***** DATA LISTING

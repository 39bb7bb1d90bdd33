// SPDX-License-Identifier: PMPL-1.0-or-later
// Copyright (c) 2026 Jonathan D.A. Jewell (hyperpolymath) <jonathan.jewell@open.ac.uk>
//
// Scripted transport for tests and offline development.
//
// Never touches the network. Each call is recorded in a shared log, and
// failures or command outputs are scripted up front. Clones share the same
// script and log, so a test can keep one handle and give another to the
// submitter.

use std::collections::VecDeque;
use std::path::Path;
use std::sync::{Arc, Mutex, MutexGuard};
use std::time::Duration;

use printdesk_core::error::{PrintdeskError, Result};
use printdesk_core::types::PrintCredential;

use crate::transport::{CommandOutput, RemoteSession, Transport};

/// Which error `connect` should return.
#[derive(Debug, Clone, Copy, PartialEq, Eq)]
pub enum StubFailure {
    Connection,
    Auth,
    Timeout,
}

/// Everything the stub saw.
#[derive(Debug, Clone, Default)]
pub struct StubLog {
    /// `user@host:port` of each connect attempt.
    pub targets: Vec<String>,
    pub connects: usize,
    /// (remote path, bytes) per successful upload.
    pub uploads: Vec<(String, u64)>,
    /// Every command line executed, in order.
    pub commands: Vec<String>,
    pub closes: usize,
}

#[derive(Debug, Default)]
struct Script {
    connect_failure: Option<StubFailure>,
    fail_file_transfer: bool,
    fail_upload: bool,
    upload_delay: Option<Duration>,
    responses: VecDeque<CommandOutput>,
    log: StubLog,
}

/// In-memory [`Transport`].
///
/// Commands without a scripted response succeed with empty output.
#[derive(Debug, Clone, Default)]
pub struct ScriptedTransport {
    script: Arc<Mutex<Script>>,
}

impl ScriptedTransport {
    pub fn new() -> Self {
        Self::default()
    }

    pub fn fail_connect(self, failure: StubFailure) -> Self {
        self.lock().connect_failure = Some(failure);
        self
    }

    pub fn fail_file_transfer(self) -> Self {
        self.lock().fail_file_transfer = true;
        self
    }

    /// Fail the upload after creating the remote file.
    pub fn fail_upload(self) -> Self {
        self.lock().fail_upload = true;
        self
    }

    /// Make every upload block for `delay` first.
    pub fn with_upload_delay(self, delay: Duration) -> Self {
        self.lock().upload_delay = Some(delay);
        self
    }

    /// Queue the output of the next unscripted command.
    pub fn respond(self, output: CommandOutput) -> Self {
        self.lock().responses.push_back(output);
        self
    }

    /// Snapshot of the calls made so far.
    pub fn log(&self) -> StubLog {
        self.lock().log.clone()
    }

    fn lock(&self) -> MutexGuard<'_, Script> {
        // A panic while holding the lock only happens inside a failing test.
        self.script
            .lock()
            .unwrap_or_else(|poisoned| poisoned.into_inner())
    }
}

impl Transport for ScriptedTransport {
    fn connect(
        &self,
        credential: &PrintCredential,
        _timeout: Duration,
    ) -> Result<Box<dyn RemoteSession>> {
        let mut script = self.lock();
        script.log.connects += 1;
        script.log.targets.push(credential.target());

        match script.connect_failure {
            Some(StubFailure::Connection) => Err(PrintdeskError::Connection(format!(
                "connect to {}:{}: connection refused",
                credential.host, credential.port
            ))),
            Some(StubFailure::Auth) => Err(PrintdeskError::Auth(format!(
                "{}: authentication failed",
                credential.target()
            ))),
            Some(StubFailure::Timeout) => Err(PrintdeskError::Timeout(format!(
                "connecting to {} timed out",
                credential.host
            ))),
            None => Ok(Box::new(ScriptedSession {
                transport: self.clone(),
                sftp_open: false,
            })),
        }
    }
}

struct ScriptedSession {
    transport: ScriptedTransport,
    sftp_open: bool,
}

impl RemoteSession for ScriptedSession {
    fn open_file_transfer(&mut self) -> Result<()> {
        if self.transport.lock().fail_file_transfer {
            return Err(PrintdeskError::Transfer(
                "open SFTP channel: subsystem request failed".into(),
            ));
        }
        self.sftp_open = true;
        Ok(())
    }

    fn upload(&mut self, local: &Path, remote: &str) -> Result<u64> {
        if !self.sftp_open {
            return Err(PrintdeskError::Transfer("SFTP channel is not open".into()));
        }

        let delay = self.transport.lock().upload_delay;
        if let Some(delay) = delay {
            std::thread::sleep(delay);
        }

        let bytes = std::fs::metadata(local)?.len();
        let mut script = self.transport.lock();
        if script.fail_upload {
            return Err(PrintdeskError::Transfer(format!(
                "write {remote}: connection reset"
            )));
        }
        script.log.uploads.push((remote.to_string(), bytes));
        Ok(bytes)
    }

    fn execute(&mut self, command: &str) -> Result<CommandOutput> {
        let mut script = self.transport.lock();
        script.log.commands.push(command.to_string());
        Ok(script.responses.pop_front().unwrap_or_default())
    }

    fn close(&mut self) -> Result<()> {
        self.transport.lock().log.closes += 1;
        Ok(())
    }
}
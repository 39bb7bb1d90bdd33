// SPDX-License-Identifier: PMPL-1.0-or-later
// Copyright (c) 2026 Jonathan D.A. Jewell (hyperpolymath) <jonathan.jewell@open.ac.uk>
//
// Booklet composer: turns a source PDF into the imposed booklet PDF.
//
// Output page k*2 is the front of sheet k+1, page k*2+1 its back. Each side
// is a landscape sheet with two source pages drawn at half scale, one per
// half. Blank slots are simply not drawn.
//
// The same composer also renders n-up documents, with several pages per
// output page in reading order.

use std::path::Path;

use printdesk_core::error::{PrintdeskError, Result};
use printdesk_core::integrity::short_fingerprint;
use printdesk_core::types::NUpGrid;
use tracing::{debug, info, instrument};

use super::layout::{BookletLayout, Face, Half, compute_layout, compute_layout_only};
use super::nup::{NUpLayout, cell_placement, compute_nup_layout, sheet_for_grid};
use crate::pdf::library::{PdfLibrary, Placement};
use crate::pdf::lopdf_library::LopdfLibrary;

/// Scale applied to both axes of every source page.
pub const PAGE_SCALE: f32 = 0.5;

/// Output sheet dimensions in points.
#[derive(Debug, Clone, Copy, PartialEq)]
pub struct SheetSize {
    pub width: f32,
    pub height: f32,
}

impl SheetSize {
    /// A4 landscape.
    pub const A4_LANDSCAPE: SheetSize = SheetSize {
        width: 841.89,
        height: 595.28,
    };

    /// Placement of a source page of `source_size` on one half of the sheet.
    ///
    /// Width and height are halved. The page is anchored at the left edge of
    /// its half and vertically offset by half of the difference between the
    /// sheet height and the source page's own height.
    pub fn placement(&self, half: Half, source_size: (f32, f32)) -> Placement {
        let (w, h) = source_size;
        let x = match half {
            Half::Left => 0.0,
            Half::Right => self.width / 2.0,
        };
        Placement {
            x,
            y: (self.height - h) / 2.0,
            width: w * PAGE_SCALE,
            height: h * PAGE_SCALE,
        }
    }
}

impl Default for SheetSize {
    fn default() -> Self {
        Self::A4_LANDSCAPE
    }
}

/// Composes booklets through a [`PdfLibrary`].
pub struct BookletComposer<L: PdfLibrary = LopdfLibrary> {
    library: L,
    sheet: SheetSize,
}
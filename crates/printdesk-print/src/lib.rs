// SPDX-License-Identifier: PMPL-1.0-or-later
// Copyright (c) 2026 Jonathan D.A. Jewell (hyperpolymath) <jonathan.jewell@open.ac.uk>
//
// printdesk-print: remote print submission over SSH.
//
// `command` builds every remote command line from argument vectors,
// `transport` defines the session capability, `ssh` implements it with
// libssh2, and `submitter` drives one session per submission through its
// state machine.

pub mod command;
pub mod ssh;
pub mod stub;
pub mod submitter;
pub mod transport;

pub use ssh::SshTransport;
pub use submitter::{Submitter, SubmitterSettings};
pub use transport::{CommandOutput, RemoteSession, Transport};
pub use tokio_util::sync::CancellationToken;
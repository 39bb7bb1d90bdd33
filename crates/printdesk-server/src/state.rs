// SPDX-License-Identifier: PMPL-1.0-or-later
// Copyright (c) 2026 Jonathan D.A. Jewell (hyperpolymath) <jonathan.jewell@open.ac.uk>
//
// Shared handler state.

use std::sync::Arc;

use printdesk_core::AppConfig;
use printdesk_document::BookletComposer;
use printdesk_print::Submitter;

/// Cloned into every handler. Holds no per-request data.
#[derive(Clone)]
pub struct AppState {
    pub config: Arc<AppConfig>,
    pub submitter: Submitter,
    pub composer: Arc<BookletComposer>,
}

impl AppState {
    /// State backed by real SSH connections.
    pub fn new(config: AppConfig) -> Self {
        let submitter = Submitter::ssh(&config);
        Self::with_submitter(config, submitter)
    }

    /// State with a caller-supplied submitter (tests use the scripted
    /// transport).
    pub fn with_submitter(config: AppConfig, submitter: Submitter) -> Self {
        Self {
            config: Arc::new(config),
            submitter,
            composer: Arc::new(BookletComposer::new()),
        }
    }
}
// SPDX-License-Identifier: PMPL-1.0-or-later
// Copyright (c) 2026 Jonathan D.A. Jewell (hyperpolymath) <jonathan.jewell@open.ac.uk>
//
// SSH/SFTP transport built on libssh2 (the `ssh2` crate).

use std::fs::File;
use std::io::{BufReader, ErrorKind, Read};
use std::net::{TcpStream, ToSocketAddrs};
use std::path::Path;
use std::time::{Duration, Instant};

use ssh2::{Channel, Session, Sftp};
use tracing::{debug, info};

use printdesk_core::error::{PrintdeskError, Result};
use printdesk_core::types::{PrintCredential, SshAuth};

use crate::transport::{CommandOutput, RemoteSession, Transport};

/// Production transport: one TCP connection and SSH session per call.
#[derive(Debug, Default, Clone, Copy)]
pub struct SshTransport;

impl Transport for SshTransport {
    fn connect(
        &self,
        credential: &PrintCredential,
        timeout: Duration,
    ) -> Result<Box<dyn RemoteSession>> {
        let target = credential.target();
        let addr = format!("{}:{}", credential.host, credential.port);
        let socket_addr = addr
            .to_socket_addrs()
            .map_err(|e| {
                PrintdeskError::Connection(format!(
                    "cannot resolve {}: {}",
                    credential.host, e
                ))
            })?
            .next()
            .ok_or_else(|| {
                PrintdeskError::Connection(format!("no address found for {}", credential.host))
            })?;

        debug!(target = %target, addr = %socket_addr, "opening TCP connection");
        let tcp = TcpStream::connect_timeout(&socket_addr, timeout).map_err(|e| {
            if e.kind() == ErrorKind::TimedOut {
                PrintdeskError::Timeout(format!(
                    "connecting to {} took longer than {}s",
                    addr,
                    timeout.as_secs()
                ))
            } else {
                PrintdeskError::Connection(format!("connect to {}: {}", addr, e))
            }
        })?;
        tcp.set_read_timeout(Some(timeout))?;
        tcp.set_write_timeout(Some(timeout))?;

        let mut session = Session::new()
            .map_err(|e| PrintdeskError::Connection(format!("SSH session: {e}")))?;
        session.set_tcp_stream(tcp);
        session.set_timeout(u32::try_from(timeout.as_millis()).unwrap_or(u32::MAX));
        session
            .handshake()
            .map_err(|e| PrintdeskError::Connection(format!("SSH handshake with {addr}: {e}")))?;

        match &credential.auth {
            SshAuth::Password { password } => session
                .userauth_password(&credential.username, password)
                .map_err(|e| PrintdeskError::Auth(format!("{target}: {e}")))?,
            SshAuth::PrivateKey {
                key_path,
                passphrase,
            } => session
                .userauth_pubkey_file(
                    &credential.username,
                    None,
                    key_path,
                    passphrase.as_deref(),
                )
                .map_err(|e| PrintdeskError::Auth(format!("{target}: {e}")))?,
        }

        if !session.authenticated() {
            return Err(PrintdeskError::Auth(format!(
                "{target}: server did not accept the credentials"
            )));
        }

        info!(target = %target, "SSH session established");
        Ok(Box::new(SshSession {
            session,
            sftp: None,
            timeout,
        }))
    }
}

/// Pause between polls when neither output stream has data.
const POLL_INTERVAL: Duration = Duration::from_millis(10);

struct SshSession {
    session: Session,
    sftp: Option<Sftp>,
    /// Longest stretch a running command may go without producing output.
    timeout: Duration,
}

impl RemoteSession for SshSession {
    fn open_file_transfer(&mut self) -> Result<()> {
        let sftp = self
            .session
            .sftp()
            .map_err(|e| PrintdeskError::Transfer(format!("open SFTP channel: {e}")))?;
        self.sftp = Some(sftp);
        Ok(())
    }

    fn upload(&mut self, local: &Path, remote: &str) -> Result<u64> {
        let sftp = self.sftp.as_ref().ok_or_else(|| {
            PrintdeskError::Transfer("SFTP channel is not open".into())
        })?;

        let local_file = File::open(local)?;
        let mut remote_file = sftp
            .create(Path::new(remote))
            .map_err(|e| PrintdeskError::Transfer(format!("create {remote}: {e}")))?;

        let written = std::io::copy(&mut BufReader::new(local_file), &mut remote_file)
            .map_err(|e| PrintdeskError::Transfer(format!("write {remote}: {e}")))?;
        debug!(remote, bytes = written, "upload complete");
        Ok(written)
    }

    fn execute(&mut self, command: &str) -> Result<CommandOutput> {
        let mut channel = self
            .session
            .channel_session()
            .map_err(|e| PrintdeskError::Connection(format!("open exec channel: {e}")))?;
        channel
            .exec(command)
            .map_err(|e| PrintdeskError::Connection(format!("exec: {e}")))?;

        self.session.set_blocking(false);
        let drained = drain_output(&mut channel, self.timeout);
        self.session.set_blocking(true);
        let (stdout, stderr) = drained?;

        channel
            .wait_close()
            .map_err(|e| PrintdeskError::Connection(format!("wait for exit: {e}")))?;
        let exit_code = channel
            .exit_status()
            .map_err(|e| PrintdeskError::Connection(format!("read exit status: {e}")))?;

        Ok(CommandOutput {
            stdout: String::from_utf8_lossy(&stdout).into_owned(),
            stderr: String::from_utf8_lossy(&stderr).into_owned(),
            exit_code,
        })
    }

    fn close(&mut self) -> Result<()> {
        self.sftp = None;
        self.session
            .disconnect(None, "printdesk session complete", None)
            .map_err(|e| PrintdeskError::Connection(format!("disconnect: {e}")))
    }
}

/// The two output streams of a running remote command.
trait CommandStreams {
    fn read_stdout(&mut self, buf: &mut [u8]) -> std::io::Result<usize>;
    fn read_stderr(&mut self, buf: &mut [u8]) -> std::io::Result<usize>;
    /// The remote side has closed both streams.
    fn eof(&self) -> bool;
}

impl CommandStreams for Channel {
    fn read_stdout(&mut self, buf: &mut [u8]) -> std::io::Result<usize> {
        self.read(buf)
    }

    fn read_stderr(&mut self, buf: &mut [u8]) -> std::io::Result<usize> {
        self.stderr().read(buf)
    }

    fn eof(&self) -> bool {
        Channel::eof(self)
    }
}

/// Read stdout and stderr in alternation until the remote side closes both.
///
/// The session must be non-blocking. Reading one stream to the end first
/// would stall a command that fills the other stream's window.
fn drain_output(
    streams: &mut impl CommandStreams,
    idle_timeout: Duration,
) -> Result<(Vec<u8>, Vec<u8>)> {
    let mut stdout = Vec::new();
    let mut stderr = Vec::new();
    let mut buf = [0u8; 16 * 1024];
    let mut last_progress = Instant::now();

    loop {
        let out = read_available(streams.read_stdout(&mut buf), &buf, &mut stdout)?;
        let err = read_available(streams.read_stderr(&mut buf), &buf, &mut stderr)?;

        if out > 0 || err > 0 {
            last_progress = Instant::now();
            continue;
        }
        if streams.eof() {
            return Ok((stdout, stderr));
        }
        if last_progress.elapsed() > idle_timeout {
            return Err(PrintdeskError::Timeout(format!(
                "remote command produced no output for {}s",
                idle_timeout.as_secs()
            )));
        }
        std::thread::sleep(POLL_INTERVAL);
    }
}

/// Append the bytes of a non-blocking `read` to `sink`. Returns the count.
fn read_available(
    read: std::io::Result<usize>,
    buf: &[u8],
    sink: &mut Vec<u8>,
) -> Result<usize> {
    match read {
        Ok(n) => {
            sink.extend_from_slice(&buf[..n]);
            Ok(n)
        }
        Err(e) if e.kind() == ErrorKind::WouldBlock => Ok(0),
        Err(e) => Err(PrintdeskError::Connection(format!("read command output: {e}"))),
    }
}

**********

• [TASK DESCRIPTION]: Only the lines above starting at the one containing "pub mod stub;" and ending at the one containing "#[derive(Debug, Default, Clone, Copy)]", both included, are to be returned, exactly as they read.

• [ANSWER SECTION]:
pub mod stub;
pub mod submitter;
pub mod transport;

pub use ssh::SshTransport;
pub use submitter::{Submitter, SubmitterSettings};
pub use transport::{CommandOutput, RemoteSession, Transport};
pub use tokio_util::sync::CancellationToken;
repository 39bb7bb1d90bdd33
filename crates/printdesk-server/src/state.rs
// SPDX-License-Identifier: PMPL-1.0-or-later
// Copyright (c) 2026 Jonathan D.A. Jewell (hyperpolymath) <jonathan.jewell@open.ac.uk>
//
// Shared handler state.

use std::sync::Arc;

use printdesk_core::AppConfig;
use printdesk_document::BookletComposer;
use printdesk_print::Submitter;

/// Cloned into every handler. Holds no per-request data.
#[derive(Clone)]
pub struct AppState {
    pub config: Arc<AppConfig>,
    pub submitter: Submitter,
    pub composer: Arc<BookletComposer>,
}

impl AppState {
    /// State backed by real SSH connections.
    pub fn new(config: AppConfig) -> Self {
        let submitter = Submitter::ssh(&config);
        Self::with_submitter(config, submitter)
    }

    /// State with a caller-supplied submitter (tests use the scripted
    /// transport).
    pub fn with_submitter(config: AppConfig, submitter: Submitter) -> Self {
        Self {
            config: Arc::new(config),
            submitter,
            composer: Arc::new(BookletComposer::new()),
        }
    }
}
// SPDX-License-Identifier: PMPL-1.0-or-later
// Copyright (c) 2026 Jonathan D.A. Jewell (hyperpolymath) <jonathan.jewell@open.ac.uk>
//
// SSH/SFTP transport built on libssh2 (the `ssh2` crate).

use std::fs::File;
use std::io::{BufReader, ErrorKind, Read};
use std::net::{TcpStream, ToSocketAddrs};
use std::path::Path;
use std::time::{Duration, Instant};

use ssh2::{Channel, Session, Sftp};
use tracing::{debug, info};

use printdesk_core::error::{PrintdeskError, Result};
use printdesk_core::types::{PrintCredential, SshAuth};

use crate::transport::{CommandOutput, RemoteSession, Transport};

/// Production transport: one TCP connection and SSH session per call.
#[derive(Debug, Default, Clone, Copy)]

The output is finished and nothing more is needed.